* EXERCISE REQUIREMENTS *
The required output is the line that contains "pub mod crypto;" plus every line after it in the listing below, copied exactly as it appears.
(DATA PROVIDED)
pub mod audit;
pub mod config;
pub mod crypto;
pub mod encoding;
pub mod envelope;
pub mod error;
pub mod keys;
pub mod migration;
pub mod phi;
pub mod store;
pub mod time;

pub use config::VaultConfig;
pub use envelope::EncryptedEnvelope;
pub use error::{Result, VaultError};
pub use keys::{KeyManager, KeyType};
(End DATA PROVIDED)
* TASK ANSWER *
pub mod crypto;
pub mod encoding;
pub mod envelope;
pub mod error;
pub mod keys;
pub mod migration;
pub mod phi;
pub mod store;
pub mod time;

pub use config::VaultConfig;
pub use envelope::EncryptedEnvelope;
pub use error::{Result, VaultError};
pub use keys::{KeyManager, KeyType};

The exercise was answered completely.